(Stored items)
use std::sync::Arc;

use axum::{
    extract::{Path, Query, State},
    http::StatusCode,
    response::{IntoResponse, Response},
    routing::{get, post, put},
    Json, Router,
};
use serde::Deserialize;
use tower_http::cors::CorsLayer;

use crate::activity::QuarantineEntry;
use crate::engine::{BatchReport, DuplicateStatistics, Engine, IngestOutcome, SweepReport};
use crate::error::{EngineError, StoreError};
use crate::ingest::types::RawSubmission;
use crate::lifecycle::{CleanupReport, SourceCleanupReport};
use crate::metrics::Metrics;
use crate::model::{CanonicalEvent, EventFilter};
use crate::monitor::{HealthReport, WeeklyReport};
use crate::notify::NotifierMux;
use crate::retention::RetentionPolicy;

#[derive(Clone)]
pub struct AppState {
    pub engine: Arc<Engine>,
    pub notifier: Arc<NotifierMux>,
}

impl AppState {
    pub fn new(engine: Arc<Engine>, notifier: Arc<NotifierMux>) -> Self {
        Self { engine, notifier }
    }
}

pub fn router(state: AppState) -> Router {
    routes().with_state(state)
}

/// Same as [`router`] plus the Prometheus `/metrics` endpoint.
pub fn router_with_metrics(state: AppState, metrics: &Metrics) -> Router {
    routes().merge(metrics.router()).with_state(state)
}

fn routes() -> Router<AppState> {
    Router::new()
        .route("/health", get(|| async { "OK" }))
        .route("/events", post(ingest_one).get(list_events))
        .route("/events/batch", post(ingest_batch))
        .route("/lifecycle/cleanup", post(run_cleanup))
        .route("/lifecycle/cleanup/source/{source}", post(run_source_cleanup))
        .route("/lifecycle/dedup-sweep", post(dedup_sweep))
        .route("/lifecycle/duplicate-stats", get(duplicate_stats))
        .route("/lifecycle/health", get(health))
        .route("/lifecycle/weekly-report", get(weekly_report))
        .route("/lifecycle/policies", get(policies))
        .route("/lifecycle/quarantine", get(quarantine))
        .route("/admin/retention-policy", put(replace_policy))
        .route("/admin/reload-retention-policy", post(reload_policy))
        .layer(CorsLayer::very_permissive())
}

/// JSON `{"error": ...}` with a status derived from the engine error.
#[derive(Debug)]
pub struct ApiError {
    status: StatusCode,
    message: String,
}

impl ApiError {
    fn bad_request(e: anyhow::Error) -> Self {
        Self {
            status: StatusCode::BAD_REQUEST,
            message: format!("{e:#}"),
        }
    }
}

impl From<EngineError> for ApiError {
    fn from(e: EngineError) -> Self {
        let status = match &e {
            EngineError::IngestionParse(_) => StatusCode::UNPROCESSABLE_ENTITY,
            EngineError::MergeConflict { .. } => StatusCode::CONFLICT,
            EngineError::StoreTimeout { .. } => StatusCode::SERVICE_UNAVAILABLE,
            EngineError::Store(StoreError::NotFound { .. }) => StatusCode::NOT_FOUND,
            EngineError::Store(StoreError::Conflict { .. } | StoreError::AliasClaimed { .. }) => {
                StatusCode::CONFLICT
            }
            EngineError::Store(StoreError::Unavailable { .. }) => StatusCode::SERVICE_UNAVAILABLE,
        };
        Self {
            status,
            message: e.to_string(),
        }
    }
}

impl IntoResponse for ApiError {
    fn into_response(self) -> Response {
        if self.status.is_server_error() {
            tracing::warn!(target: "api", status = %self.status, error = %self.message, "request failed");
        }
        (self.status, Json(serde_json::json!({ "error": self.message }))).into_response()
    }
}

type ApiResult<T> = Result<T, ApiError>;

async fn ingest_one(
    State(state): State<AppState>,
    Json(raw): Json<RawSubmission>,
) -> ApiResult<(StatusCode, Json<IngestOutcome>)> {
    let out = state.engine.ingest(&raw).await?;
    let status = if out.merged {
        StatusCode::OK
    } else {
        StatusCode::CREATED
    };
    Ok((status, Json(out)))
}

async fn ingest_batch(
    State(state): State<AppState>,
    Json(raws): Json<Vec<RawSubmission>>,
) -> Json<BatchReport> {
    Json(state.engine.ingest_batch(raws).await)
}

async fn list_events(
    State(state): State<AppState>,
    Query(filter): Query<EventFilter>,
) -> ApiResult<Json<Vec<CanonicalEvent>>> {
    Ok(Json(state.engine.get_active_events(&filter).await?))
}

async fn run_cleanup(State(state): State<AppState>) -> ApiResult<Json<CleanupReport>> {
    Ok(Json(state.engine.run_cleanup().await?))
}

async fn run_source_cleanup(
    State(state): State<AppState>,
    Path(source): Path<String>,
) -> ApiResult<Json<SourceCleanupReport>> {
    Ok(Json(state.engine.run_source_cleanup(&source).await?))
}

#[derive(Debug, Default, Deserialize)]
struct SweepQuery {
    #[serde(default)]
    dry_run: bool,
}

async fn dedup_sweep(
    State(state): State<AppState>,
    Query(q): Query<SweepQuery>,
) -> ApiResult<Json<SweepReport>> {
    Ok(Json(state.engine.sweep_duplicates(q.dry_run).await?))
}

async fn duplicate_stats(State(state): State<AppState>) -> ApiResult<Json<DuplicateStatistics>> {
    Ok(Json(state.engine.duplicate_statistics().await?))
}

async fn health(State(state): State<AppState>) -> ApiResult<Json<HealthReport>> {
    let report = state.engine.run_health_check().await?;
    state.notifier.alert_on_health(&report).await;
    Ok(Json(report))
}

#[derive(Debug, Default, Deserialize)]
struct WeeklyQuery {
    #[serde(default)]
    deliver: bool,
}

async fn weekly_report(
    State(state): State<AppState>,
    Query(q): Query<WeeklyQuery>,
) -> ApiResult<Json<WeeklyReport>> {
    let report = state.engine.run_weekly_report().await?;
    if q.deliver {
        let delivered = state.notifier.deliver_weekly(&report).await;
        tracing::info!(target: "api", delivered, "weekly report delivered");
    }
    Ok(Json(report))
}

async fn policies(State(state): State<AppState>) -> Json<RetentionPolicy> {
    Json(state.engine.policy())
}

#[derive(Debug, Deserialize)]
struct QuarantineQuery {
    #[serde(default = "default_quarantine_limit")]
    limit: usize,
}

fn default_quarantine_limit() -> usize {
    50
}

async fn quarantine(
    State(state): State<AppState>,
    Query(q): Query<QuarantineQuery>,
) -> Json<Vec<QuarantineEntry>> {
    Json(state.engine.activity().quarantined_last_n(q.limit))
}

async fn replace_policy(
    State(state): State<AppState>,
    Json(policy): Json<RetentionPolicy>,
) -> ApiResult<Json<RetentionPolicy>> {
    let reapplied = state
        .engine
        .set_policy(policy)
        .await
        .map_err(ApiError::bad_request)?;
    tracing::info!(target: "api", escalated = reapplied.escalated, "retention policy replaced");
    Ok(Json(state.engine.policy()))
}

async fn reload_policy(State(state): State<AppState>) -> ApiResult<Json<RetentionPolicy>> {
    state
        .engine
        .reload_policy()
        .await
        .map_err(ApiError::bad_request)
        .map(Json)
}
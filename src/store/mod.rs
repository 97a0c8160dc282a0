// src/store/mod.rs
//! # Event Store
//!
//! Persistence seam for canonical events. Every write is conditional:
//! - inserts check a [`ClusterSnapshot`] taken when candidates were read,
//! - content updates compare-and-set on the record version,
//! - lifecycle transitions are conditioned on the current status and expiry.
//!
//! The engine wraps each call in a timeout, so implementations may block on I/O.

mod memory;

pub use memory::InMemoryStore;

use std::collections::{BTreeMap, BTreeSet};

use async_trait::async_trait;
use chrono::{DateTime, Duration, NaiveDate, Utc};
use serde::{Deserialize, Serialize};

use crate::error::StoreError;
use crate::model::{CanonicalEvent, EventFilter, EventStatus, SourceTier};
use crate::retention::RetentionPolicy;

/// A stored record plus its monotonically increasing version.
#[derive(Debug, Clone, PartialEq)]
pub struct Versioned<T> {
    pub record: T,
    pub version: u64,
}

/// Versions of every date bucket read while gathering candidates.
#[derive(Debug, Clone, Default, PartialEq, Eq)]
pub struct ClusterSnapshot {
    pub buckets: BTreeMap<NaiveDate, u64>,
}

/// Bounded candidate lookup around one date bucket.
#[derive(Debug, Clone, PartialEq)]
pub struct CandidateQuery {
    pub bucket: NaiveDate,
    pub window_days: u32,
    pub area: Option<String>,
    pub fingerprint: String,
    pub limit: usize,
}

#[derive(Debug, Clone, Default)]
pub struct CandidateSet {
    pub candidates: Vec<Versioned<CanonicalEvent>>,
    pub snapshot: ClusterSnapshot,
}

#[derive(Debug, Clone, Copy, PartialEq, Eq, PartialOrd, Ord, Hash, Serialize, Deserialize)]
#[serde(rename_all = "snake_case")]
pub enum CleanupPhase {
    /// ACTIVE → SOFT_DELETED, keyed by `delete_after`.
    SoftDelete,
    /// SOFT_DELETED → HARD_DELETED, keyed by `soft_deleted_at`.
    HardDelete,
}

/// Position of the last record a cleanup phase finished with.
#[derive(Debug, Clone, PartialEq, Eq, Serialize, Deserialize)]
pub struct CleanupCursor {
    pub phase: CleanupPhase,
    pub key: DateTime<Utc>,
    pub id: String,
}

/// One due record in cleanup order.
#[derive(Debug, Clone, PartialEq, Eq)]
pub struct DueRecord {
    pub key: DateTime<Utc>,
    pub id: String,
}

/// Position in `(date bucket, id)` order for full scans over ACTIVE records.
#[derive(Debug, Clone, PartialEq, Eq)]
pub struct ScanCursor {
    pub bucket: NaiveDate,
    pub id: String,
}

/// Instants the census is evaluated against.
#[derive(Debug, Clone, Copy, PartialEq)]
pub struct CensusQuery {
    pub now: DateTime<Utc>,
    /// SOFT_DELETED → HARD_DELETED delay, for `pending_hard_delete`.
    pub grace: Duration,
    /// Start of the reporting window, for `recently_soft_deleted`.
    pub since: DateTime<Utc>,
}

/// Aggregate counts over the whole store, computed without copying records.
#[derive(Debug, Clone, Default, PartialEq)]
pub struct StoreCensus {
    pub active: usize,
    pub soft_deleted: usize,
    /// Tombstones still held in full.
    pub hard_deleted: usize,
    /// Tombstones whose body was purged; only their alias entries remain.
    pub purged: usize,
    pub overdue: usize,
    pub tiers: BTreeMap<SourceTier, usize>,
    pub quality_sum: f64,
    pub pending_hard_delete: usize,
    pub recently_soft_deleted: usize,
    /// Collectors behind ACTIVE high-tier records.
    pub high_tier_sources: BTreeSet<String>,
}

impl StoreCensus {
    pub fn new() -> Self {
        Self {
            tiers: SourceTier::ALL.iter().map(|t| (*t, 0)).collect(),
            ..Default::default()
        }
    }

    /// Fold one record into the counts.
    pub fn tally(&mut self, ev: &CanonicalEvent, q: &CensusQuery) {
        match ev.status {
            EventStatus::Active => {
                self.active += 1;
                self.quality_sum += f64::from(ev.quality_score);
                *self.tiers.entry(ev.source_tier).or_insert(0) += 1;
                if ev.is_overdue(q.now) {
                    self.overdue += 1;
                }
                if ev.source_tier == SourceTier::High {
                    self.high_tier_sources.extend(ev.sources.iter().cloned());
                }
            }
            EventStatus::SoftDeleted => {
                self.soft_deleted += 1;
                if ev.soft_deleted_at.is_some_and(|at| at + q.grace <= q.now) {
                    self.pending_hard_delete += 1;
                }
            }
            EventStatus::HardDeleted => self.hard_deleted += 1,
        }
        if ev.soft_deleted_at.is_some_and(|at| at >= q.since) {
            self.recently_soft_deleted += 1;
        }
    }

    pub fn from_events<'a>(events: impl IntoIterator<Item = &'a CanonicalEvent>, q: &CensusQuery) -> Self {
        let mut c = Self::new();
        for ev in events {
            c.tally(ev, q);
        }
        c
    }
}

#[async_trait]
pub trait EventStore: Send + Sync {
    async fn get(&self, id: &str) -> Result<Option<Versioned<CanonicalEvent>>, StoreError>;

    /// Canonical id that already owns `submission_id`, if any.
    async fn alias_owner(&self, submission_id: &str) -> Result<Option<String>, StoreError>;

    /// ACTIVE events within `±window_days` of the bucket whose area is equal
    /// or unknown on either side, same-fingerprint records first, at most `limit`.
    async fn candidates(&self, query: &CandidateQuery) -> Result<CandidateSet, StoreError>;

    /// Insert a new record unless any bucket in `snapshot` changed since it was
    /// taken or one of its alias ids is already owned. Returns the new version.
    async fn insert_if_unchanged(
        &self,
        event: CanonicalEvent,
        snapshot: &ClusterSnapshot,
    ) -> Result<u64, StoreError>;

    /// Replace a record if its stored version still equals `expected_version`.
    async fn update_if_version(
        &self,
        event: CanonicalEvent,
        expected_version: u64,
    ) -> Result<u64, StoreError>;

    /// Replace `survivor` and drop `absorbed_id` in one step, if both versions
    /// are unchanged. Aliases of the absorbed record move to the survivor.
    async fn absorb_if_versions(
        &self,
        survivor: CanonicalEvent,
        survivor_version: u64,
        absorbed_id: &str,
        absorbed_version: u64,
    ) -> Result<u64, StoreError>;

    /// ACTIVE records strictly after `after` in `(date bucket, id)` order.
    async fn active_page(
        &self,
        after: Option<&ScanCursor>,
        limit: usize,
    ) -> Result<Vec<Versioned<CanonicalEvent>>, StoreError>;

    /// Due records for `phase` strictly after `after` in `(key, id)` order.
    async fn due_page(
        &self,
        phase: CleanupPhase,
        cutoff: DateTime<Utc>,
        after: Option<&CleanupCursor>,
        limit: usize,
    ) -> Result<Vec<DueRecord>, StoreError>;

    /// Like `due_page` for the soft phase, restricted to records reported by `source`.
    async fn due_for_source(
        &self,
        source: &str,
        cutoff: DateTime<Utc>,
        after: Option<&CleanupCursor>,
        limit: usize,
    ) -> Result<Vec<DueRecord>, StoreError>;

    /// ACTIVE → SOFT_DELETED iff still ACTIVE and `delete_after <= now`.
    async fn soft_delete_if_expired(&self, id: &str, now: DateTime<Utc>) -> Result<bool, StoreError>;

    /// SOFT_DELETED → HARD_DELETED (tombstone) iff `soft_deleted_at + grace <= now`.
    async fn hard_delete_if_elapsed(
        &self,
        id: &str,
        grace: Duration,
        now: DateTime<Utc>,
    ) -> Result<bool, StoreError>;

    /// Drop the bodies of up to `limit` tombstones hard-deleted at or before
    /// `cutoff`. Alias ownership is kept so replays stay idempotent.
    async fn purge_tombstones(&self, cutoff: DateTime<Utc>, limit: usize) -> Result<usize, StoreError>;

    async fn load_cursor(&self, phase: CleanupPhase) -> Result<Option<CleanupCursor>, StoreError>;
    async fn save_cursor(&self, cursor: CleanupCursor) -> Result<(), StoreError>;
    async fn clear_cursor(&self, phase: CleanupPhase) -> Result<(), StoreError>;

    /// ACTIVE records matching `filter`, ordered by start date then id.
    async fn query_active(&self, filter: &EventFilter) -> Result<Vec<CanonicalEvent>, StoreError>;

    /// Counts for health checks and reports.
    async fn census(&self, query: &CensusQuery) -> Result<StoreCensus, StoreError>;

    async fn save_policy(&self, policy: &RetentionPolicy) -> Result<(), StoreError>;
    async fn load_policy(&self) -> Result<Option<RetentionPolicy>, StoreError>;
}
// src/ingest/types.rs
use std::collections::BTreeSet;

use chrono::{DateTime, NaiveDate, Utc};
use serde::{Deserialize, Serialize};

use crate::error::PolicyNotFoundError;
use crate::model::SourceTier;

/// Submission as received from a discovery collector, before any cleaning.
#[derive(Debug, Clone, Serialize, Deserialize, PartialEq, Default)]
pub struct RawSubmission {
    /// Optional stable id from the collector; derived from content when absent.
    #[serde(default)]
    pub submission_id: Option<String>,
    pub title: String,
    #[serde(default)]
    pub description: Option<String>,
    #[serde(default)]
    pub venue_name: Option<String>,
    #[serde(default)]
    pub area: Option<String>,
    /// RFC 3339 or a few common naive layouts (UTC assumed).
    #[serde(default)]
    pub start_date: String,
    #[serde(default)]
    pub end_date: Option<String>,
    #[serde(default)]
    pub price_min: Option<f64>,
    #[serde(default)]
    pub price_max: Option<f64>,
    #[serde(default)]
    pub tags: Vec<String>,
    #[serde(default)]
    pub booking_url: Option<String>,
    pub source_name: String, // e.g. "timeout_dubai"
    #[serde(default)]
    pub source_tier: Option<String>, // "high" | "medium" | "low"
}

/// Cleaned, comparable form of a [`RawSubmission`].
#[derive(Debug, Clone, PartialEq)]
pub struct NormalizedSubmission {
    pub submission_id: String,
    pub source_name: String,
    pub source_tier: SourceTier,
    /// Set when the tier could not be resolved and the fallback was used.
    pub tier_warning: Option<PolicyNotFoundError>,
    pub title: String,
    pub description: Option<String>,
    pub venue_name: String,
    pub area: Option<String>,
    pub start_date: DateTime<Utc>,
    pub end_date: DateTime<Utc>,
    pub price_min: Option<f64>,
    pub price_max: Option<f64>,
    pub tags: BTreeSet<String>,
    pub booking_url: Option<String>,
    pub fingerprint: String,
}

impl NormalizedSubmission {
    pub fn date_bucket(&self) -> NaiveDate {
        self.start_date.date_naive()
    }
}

== What is needed ==
Your task is to list each line of the records with the word "tracing".

== Written response ==
            tracing::warn!(target: "api", status = %self.status, error = %self.message, "request failed");
        tracing::info!(target: "api", delivered, "weekly report delivered");
    tracing::info!(target: "api", escalated = reapplied.escalated, "retention policy replaced");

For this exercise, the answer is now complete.